From the Guidelines
The 2023 AHA ACLS Guidelines introduce significant updates to resuscitation protocols, emphasizing earlier epinephrine administration, flexible airway management, and comprehensive post-arrest care to improve survival outcomes. The guidelines now recommend earlier epinephrine administration for non-shockable rhythms, with the first dose given within 3-5 minutes of cardiac arrest recognition 1. For shockable rhythms, epinephrine should be administered after the second defibrillation attempt if return of spontaneous circulation (ROSC) hasn't occurred. The guidelines also introduce double sequential defibrillation as a Class 2b recommendation for refractory ventricular fibrillation 1.
Key Updates
- Post-cardiac arrest care has been enhanced with recommendations for targeted temperature management between 32-36°C for at least 24 hours in comatose adult patients 1
- Airway management now allows for either bag-mask ventilation or advanced airway placement based on provider skill level, without prioritizing either approach
- The guidelines emphasize point-of-care ultrasound use during resuscitation when available and performed by trained providers
- There's a greater focus on team dynamics and high-quality CPR with minimal interruptions, maintaining a compression rate of 100-120 per minute and depth of 2-2.4 inches
These changes reflect evolving evidence supporting earlier medication administration, flexible airway approaches, and comprehensive post-arrest care to improve survival outcomes, as highlighted in the 2023 focused update to the American Heart Association (AHA) advanced cardiovascular life support (ACLS) guidelines for cardiopulmonary resuscitation (CPR) and emergency cardiovascular care 1.
From the Research
Key Differences in AHA ACLS Guidelines for 2023
- The American Heart Association (AHA) Advanced Cardiovascular Life Support (ACLS) guidelines for 2023 emphasize the importance of prompt and proper treatment for cardiac arrest, including the use of epinephrine, defibrillation, and cardiopulmonary resuscitation (CPR) 2, 3, 4.

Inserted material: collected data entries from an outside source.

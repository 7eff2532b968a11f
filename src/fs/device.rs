//! Byte devices.
//!
//! The interface for devices is defined with the [`Device`] trait.
//! Devices are mounted into a [`MemFs`](super::MemFs) with [`MemFs::add_device`](super::MemFs::add_device),
//! after which processes can open them by path and use them as stdio.
//!
//! Besides the trait, this module also includes:
//! - [`NullDevice`]: A device that never has data and swallows all writes.
//! - [`BufferedDevice`]: A device reading from an input buffer and writing to an output buffer.
//! - [`ChannelDevice`]: A device reading from and writing to threads through channels.

use std::collections::VecDeque;
use std::sync::{Arc, RwLock, RwLockWriteGuard, TryLockError};
use std::thread::JoinHandle;

use crossbeam_channel as cbc;

/// A byte-at-a-time device.
///
/// Devices do not have offsets. A read takes the next available byte
/// and a write appends a byte.
pub trait Device {
    /// Takes the next byte from the device, if one is available.
    fn read_byte(&mut self) -> Option<u8>;

    /// Writes a byte to the device, returning whether it was accepted.
    fn write_byte(&mut self, byte: u8) -> bool;

    /// Checks whether [`Device::read_byte`] would currently return a byte.
    fn ready(&mut self) -> bool;
}
impl dyn Device {} // assert Device is dyn safe

/// No data. Reads never produce a byte, writes are accepted and dropped.
///
/// A process reading from this device waits forever (or until interrupted by a signal).
#[derive(Debug, Default, Clone, Copy)]
pub struct NullDevice;
impl Device for NullDevice {
    fn read_byte(&mut self) -> Option<u8> {
        None
    }

    fn write_byte(&mut self, _byte: u8) -> bool {
        true
    }

    fn ready(&mut self) -> bool {
        false
    }
}

/// A device that reads from an input buffer and writes to an output buffer.
///
/// The buffers can be accessed in code via [`BufferedDevice::get_input`] and [`BufferedDevice::get_output`].
/// Cloning this device produces a second view of the same buffers, so a host can keep one
/// copy while the file system owns another.
///
/// Note that while a lock guard to one of the buffers is held, the kernel sees
/// the device as not ready. A lock guard should never be leaked.
#[derive(Clone, Default)]
pub struct BufferedDevice {
    input: Arc<RwLock<VecDeque<u8>>>,
    output: Arc<RwLock<Vec<u8>>>
}
impl BufferedDevice {
    /// Creates a new device with empty buffers.
    pub fn new() -> Self {
        Self::default()
    }
    /// Creates a new device from already defined buffers.
    pub fn with_bufs(input: Arc<RwLock<VecDeque<u8>>>, output: Arc<RwLock<Vec<u8>>>) -> Self {
        Self { input, output }
    }

    fn try_input(&self) -> Option<RwLockWriteGuard<'_, VecDeque<u8>>> {
        match self.input.try_write() {
            Ok(g) => Some(g),
            Err(TryLockError::Poisoned(e)) => Some(e.into_inner()),
            Err(TryLockError::WouldBlock) => None,
        }
    }
    fn try_output(&self) -> Option<RwLockWriteGuard<'_, Vec<u8>>> {
        match self.output.try_write() {
            Ok(g) => Some(g),
            Err(TryLockError::Poisoned(e)) => Some(e.into_inner()),
            Err(TryLockError::WouldBlock) => None,
        }
    }

    /// Gets a reference to the input buffer.
    pub fn get_input(&self) -> &Arc<RwLock<VecDeque<u8>>> {
        &self.input
    }
    /// Gets a reference to the output buffer.
    pub fn get_output(&self) -> &Arc<RwLock<Vec<u8>>> {
        &self.output
    }

    /// Appends bytes to the input buffer.
    pub fn push_input(&self, bytes: &[u8]) {
        let mut inp = match self.input.write() {
            Ok(g) => g,
            Err(e) => e.into_inner(),
        };
        inp.extend(bytes);
    }
    /// Takes everything written to the output buffer so far.
    pub fn take_output(&self) -> Vec<u8> {
        let mut out = match self.output.write() {
            Ok(g) => g,
            Err(e) => e.into_inner(),
        };
        std::mem::take(&mut *out)
    }
}
impl Device for BufferedDevice {
    fn read_byte(&mut self) -> Option<u8> {
        self.try_input()?.pop_front()
    }

    fn write_byte(&mut self, byte: u8) -> bool {
        match self.try_output() {
            Some(mut out) => {
                out.push(byte);
                true
            },
            None => false
        }
    }

    fn ready(&mut self) -> bool {
        // Ready once we can lock the input AND it has data.
        self.try_input().is_some_and(|inp| !inp.is_empty())
    }
}

/// A helper struct for [`ChannelDevice::new`],
/// indicating the channel is closed and no more reads/writes will come from it.
#[derive(Debug, Clone, Copy, Default, Hash, PartialEq, Eq, PartialOrd, Ord)]
pub struct Stop;

/// A device that reads from one channel and writes to another.
///
/// Each channel is serviced by its own thread, so the reader and writer
/// functions are free to block.
pub struct ChannelDevice {
    read_data:    cbc::Receiver<u8>,
    #[allow(unused)]
    read_handler: JoinHandle<()>,

    write_data:    cbc::Sender<u8>,
    write_handler: JoinHandle<()>
}
impl ChannelDevice {
    /// Creates a new channel device with the given reader and writer.
    ///
    /// The reader function is called every time the device needs another input byte.
    /// It should block until a byte is ready, or return `Stop` if there are no more bytes to read.
    ///
    /// The writer function is called every time a byte is written to the device.
    ///
    /// The reader thread polls ahead by one byte, even while no process is reading.
    pub fn new(
        mut reader: impl FnMut() -> Result<u8, Stop> + Send + 'static,
        mut writer: impl FnMut(u8) -> Result<(), Stop> + Send + 'static
    ) -> Self {
        let (read_tx, read_rx) = cbc::bounded(1);
        let (write_tx, write_rx) = cbc::unbounded();

        // Reader thread:
        let read_handler = std::thread::spawn(move || loop {
            let Ok(byte) = reader() else { return };
            let Ok(()) = read_tx.send(byte) else { return };
        });

        // Writer thread:
        let write_handler = std::thread::spawn(move || {
            for byte in write_rx {
                let Ok(()) = writer(byte) else { return };
            }
        });

        Self {
            read_data: read_rx,
            read_handler,
            write_data: write_tx,
            write_handler
        }
    }

    /// Creates a channel device with stdin being the read data and stdout being the write data.
    ///
    /// Note that due to how stdin works in terminals, data is only sent once a new line is typed.
    /// Additionally, this flushes stdout every time a byte is written.
    pub fn stdio() -> Self {
        use std::io::{self, BufRead, Write};

        Self::new(
            || {
                let mut stdin = io::stdin().lock();
                let &[byte, ..] = stdin.fill_buf().map_err(|_| Stop)? else {
                    return Err(Stop);
                };

                stdin.consume(1);
                Ok(byte)
            },
            |byte| {
                let mut stdout = io::stdout().lock();
                stdout.write_all(&[byte]).map_err(|_| Stop)?;
                stdout.flush().map_err(|_| Stop)
            }
        )
    }

    /// Closes the device, waiting for all written bytes to be handed to the writer.
    pub fn close(self) {
        let Self { read_data, read_handler: _, write_data, write_handler } = self;

        std::mem::drop(read_data);
        std::mem::drop(write_data);

        // The reader thread can be stuck in its reader, so only the writer is joined.
        let _ = write_handler.join();
    }
}
impl Device for ChannelDevice {
    fn read_byte(&mut self) -> Option<u8> {
        // Disconnected means the reader stopped, which is the same as no data.
        self.read_data.try_recv().ok()
    }

    fn write_byte(&mut self, byte: u8) -> bool {
        self.write_data.send(byte).is_ok()
    }

    fn ready(&mut self) -> bool {
        !self.read_data.is_empty()
    }
}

- Studies have shown that delays in CPR, defibrillation, and epinephrine administration can decrease survival rates in in-hospital cardiac arrest 4.
- The guidelines also highlight the importance of adherence to the ACLS protocol, as deviations from the protocol have been associated with decreased rates of return of spontaneous circulation (ROSC) and survival to discharge 3.
- The use of amiodarone and lidocaine for the treatment of in-hospital cardiac arrest due to ventricular tachycardia or ventricular fibrillation (VT/VF) is supported by the guidelines, with lidocaine being associated with higher odds of ROSC, 24-hour survival, survival to discharge, and favorable neurologic outcome compared to amiodarone 5.
- The guidelines also discuss the potential benefits and risks of using extracorporeal cardiopulmonary resuscitation (ECPR) and thrombolysis for cardiac arrest due to pulmonary embolism, highlighting the need for rapid identification and treatment of the underlying cause of cardiac arrest 6.
Treatment of Cardiac Arrest
- Prompt initiation of CPR is crucial for survival, with delays in initiation associated with decreased survival rates 4.
- Defibrillation and epinephrine administration should be performed promptly, with delays associated with decreased survival rates 4.
- The use of amiodarone and lidocaine for VT/VF cardiac arrest is supported by the guidelines, with lidocaine being associated with better outcomes compared to amiodarone 5.
- ECPR and thrombolysis may be considered for cardiac arrest due to pulmonary embolism, but the benefits and risks must be carefully weighed 6.
Importance of Adherence to ACLS Protocol
- Adherence to the ACLS protocol is crucial for optimal outcomes, with deviations from the protocol associated with decreased rates of ROSC and survival to discharge 3.
- The guidelines emphasize the importance of prompt and proper treatment, including the use of epinephrine, defibrillation, and CPR 2, 3, 4.